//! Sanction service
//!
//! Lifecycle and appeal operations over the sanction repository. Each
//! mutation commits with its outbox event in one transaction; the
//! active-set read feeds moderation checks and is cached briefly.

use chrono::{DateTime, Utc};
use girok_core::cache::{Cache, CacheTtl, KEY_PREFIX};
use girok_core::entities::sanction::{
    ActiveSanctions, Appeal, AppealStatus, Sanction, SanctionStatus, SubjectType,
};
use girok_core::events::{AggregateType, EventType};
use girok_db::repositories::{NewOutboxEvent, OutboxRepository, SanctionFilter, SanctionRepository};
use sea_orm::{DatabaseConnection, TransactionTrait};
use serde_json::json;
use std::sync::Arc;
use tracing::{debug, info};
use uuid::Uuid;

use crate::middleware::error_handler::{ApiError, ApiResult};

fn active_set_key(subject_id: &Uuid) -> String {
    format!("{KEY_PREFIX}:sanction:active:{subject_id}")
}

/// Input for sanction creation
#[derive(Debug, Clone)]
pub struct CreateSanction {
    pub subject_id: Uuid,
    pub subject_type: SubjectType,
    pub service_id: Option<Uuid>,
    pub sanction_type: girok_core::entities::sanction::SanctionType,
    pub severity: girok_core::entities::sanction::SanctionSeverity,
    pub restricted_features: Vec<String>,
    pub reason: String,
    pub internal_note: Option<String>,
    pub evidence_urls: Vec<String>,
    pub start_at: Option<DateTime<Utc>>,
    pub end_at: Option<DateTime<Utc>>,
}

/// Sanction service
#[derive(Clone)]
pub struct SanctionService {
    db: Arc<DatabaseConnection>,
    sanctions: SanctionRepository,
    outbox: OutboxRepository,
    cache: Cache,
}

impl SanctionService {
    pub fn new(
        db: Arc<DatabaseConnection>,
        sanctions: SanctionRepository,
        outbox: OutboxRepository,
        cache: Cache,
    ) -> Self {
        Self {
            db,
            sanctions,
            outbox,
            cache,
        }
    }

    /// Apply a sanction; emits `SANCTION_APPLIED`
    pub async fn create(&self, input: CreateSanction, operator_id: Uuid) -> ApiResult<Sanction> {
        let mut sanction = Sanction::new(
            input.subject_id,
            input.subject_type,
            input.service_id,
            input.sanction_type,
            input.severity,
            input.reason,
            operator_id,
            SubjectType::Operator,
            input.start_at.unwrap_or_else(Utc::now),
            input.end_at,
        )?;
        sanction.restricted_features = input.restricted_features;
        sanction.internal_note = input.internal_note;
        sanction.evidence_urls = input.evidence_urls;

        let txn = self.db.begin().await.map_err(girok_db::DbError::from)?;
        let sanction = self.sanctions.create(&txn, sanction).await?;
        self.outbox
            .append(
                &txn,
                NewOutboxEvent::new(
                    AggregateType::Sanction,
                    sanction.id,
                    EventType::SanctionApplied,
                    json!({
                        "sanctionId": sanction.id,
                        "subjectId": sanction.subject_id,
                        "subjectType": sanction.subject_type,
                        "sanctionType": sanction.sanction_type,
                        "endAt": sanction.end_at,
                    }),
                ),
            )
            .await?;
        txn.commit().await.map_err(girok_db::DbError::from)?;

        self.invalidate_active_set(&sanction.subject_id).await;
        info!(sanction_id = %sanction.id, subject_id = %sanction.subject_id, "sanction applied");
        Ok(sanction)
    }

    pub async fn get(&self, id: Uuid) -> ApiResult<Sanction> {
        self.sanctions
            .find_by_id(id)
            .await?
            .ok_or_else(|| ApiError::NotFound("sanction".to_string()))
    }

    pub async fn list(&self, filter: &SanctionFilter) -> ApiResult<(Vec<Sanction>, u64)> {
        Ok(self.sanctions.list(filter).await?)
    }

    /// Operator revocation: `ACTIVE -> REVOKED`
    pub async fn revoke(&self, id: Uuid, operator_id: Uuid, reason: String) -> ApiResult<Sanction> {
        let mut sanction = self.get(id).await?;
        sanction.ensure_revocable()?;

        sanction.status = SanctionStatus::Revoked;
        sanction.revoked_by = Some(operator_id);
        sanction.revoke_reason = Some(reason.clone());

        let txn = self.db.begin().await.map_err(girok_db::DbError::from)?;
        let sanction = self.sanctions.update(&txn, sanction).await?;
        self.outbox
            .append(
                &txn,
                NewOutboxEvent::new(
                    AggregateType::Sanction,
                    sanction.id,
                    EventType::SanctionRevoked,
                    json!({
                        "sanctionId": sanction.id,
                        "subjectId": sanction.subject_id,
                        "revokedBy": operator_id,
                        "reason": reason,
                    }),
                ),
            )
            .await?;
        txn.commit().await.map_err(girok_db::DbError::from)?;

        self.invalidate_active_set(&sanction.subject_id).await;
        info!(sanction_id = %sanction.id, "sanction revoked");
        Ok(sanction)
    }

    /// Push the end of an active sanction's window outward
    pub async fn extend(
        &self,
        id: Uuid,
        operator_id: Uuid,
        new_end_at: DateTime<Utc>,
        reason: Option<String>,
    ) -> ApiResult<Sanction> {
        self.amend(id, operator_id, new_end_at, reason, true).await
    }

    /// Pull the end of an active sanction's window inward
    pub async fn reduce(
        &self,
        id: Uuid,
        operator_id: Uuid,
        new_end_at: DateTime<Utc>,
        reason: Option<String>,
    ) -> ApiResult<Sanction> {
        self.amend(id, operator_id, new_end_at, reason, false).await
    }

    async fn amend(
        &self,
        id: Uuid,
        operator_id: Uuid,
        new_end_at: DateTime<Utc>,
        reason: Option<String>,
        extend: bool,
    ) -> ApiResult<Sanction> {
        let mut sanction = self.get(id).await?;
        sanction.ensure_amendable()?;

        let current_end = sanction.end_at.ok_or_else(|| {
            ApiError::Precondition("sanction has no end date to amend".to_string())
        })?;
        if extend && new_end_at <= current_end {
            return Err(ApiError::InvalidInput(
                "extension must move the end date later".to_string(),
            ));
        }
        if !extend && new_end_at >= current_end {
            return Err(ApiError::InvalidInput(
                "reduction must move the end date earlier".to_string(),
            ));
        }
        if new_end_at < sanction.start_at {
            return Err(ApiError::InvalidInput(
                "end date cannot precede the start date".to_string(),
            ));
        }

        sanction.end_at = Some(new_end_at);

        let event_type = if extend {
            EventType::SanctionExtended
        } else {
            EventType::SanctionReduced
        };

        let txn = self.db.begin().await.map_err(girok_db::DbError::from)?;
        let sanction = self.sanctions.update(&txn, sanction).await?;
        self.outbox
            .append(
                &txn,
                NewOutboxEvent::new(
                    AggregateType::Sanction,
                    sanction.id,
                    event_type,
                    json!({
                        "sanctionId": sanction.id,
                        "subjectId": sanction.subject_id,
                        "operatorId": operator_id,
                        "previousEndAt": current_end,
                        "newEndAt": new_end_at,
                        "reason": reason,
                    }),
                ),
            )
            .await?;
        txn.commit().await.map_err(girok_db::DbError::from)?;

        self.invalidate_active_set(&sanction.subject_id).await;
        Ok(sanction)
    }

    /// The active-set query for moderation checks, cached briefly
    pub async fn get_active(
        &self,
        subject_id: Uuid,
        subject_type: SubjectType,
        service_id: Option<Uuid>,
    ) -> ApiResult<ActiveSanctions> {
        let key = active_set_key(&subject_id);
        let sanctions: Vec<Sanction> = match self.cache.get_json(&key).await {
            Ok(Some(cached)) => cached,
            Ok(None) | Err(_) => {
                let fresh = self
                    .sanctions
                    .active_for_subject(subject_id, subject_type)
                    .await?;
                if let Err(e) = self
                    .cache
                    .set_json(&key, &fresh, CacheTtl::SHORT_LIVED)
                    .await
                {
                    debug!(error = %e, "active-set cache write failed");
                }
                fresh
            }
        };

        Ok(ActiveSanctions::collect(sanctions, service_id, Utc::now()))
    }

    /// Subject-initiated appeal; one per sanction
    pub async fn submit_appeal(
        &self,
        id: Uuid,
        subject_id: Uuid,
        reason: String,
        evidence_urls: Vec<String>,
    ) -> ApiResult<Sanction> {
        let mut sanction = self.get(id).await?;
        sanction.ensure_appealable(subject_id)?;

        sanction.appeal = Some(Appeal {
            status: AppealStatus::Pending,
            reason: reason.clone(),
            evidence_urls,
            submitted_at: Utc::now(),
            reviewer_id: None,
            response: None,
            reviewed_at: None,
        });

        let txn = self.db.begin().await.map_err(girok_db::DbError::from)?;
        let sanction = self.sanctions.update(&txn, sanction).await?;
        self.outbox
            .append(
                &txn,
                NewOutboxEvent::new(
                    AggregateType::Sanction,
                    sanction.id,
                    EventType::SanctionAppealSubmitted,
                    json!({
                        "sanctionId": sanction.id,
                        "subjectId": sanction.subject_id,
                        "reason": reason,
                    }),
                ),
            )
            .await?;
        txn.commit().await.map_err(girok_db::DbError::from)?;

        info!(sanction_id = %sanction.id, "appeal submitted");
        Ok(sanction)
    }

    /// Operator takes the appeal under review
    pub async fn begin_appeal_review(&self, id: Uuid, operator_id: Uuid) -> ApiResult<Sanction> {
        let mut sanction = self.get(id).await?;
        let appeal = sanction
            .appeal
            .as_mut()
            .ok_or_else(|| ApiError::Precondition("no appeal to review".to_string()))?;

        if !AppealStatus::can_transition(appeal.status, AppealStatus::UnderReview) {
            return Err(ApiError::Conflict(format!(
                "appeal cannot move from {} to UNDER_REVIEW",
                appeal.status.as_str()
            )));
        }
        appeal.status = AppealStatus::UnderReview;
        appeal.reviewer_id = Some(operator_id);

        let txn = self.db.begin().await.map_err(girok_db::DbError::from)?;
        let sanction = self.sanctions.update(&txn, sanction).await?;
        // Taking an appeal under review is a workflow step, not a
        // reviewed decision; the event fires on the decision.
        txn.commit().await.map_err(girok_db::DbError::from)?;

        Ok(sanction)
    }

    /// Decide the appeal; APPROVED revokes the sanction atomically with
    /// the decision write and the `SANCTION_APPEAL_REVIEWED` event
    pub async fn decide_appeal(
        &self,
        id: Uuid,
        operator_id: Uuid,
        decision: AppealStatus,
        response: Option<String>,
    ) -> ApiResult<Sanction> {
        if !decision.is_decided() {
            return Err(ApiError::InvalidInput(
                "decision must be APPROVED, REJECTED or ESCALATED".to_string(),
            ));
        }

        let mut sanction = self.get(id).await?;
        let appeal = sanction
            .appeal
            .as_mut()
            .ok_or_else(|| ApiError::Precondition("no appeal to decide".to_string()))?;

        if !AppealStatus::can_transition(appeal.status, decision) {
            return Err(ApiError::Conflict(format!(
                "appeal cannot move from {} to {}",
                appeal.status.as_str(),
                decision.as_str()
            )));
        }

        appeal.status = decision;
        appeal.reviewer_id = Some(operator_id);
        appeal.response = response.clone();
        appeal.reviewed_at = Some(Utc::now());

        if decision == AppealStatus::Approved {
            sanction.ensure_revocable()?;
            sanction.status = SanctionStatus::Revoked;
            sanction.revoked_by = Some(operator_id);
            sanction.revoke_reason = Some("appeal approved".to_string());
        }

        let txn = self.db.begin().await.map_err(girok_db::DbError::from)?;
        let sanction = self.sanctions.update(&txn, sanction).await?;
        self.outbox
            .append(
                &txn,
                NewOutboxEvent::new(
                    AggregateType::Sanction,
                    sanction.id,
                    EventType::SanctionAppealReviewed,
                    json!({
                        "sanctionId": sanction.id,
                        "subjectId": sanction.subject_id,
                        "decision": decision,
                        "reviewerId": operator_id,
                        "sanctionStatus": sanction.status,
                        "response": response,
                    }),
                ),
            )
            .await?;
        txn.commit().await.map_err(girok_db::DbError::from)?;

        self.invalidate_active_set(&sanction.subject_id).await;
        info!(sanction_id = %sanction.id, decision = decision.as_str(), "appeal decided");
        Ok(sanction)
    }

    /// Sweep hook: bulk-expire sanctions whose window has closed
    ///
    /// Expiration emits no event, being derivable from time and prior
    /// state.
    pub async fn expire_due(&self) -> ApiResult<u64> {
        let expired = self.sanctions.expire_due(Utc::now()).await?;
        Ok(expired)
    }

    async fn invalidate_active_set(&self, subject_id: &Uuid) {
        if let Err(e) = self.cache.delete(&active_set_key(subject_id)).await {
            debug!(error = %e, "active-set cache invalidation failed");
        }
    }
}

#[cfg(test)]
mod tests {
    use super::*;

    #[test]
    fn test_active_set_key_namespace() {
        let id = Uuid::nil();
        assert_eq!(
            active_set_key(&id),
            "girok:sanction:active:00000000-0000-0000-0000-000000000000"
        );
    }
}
--
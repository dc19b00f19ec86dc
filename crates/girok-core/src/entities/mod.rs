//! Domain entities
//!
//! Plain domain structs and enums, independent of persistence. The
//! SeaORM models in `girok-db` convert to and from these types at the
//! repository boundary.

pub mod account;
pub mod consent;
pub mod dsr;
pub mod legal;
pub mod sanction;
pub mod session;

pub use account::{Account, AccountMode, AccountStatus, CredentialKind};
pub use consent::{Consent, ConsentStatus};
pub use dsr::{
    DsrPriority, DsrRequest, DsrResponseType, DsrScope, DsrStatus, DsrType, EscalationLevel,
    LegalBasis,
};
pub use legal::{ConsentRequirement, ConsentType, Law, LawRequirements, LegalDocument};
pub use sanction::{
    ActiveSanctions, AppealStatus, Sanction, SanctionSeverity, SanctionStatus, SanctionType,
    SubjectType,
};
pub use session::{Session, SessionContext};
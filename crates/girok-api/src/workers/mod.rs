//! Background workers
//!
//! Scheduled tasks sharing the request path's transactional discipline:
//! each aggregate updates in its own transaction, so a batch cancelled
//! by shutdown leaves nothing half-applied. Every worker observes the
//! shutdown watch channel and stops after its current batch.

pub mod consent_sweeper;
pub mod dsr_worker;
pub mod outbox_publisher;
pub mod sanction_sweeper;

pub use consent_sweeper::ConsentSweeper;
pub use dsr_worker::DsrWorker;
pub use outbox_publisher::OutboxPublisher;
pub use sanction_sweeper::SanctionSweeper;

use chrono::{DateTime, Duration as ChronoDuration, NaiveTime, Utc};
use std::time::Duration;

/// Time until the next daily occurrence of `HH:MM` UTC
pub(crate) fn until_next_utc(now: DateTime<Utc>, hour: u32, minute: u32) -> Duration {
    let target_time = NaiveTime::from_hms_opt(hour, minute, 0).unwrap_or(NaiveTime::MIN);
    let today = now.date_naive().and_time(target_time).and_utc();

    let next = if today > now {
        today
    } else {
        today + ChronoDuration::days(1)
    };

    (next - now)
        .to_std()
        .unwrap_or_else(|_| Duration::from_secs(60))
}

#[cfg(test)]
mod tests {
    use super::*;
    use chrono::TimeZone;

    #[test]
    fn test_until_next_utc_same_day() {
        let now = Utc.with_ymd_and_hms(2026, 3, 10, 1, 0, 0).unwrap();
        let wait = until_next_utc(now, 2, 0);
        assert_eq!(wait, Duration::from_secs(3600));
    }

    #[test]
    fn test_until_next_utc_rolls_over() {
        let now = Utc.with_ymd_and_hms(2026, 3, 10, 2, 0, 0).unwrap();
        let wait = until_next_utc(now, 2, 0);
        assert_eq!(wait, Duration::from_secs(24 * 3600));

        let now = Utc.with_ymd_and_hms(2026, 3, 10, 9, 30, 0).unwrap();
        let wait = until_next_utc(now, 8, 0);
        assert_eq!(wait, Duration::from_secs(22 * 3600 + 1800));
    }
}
==
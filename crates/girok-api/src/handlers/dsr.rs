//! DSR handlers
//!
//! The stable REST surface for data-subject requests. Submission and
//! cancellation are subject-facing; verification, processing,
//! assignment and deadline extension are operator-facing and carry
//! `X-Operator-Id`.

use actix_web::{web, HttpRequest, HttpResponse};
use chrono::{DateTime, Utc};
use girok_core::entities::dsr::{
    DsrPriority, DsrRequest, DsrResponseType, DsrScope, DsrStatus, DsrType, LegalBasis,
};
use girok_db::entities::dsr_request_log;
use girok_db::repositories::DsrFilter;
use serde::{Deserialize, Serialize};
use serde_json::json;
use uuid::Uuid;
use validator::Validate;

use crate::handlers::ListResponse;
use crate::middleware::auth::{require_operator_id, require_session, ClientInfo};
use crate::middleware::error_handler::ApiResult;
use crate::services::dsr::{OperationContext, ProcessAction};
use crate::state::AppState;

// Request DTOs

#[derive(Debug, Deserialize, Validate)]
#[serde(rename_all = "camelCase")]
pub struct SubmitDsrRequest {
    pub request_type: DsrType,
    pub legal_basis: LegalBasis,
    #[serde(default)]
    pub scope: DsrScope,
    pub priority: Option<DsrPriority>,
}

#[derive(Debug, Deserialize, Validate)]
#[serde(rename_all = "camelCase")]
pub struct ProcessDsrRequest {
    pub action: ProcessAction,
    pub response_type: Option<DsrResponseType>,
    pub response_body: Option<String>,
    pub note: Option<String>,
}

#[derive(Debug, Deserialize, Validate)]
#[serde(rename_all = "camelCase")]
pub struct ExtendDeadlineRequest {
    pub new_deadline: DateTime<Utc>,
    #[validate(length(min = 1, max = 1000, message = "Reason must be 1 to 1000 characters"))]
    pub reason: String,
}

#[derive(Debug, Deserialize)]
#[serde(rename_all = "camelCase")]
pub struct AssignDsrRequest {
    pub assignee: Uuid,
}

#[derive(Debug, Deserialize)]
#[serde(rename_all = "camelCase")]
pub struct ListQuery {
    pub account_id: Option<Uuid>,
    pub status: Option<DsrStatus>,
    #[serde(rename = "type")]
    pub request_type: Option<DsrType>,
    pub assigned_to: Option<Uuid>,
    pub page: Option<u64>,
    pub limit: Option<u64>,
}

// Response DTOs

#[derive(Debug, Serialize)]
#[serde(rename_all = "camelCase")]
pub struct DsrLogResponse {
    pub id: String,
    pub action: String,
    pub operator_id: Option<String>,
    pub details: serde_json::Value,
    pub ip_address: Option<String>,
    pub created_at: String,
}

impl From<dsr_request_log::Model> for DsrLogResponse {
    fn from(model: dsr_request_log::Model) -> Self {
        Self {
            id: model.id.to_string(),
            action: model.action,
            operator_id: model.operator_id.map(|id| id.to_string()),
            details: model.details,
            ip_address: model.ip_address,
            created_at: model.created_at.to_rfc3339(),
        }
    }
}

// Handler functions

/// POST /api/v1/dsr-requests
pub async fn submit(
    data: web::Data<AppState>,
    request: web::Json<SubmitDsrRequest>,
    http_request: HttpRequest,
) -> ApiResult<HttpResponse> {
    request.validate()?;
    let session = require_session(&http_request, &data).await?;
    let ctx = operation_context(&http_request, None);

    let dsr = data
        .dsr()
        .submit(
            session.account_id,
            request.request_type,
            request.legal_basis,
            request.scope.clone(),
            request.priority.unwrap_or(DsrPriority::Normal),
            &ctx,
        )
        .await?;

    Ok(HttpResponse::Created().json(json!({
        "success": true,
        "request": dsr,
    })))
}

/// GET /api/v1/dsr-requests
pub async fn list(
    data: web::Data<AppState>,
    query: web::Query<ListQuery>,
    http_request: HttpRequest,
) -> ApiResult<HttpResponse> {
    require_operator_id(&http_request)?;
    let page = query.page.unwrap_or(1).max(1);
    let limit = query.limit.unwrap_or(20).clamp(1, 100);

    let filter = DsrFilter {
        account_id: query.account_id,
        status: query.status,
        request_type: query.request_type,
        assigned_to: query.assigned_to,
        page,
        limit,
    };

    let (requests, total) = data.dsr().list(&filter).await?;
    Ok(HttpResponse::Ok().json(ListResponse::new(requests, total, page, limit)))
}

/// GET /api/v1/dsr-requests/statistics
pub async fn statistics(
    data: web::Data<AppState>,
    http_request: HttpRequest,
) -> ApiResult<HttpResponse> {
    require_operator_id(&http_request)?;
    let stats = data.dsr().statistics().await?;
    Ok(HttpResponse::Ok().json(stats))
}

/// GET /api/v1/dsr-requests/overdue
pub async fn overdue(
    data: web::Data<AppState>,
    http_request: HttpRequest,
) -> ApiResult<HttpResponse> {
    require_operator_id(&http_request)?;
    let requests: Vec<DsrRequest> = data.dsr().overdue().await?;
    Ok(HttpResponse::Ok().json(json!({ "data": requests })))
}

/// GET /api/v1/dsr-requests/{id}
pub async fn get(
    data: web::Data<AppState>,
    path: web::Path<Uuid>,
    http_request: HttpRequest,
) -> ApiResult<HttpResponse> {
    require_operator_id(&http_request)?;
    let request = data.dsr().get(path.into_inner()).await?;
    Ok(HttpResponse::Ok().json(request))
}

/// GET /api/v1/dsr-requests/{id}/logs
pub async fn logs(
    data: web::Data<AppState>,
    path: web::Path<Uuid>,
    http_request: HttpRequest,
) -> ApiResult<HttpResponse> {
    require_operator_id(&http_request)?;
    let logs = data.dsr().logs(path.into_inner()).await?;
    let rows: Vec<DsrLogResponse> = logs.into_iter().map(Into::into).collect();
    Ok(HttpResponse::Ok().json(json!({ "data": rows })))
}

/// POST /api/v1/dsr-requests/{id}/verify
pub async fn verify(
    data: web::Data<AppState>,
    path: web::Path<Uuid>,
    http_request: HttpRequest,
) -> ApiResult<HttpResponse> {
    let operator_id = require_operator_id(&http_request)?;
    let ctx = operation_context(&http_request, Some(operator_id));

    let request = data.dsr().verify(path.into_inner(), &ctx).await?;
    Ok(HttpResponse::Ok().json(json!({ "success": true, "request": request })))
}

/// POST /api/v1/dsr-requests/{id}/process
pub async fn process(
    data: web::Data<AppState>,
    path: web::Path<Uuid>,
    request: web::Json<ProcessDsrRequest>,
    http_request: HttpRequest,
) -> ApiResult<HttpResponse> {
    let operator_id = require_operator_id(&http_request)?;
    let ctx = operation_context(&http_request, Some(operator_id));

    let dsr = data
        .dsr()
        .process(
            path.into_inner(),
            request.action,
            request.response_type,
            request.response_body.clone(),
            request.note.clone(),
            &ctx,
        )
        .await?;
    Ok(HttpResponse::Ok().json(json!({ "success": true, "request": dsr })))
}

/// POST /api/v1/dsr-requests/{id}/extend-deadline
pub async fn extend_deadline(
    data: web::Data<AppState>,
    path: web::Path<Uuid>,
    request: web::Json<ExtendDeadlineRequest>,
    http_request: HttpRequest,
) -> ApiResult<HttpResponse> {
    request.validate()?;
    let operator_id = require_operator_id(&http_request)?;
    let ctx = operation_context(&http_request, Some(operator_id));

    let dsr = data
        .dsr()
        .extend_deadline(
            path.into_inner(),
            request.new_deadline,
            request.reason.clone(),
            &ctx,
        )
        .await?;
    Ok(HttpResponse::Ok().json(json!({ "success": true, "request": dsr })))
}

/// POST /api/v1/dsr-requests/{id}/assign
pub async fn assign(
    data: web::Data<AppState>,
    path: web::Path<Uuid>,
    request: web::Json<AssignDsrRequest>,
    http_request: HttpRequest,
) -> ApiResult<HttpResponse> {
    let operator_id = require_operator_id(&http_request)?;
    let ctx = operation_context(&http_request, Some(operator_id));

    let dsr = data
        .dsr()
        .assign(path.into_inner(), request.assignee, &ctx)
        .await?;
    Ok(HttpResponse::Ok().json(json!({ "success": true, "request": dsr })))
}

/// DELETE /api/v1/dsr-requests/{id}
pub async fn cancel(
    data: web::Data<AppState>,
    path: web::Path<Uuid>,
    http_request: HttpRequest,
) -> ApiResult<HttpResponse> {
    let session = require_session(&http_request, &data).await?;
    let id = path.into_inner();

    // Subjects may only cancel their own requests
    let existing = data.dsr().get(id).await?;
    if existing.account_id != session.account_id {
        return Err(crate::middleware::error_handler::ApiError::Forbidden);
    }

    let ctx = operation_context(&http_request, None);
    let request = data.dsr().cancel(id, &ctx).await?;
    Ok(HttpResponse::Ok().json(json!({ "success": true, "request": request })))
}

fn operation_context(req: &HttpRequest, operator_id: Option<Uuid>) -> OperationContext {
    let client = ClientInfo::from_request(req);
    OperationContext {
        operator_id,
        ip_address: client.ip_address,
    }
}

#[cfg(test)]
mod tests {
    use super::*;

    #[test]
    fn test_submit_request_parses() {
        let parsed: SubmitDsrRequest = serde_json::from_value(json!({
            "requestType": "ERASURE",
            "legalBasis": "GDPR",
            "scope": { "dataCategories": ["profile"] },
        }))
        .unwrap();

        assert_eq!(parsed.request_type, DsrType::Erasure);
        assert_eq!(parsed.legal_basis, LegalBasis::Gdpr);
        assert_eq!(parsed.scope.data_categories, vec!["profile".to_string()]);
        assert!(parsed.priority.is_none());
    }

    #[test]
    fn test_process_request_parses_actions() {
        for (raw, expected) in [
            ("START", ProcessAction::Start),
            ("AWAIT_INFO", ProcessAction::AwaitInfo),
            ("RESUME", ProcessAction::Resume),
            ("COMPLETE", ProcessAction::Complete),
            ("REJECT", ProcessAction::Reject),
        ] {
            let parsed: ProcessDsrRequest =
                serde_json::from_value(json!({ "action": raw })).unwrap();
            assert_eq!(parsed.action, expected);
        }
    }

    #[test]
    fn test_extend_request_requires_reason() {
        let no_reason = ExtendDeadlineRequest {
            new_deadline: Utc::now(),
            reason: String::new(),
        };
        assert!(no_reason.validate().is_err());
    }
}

PROBLEM STATEMENT = List all lines from the entries that include the word "ProcessAction".

RESPONSE TO THE TASK =
use crate::services::dsr::{OperationContext, ProcessAction};
    pub action: ProcessAction,
            ("START", ProcessAction::Start),
            ("AWAIT_INFO", ProcessAction::AwaitInfo),
            ("RESUME", ProcessAction::Resume),
            ("COMPLETE", ProcessAction::Complete),
            ("REJECT", ProcessAction::Reject),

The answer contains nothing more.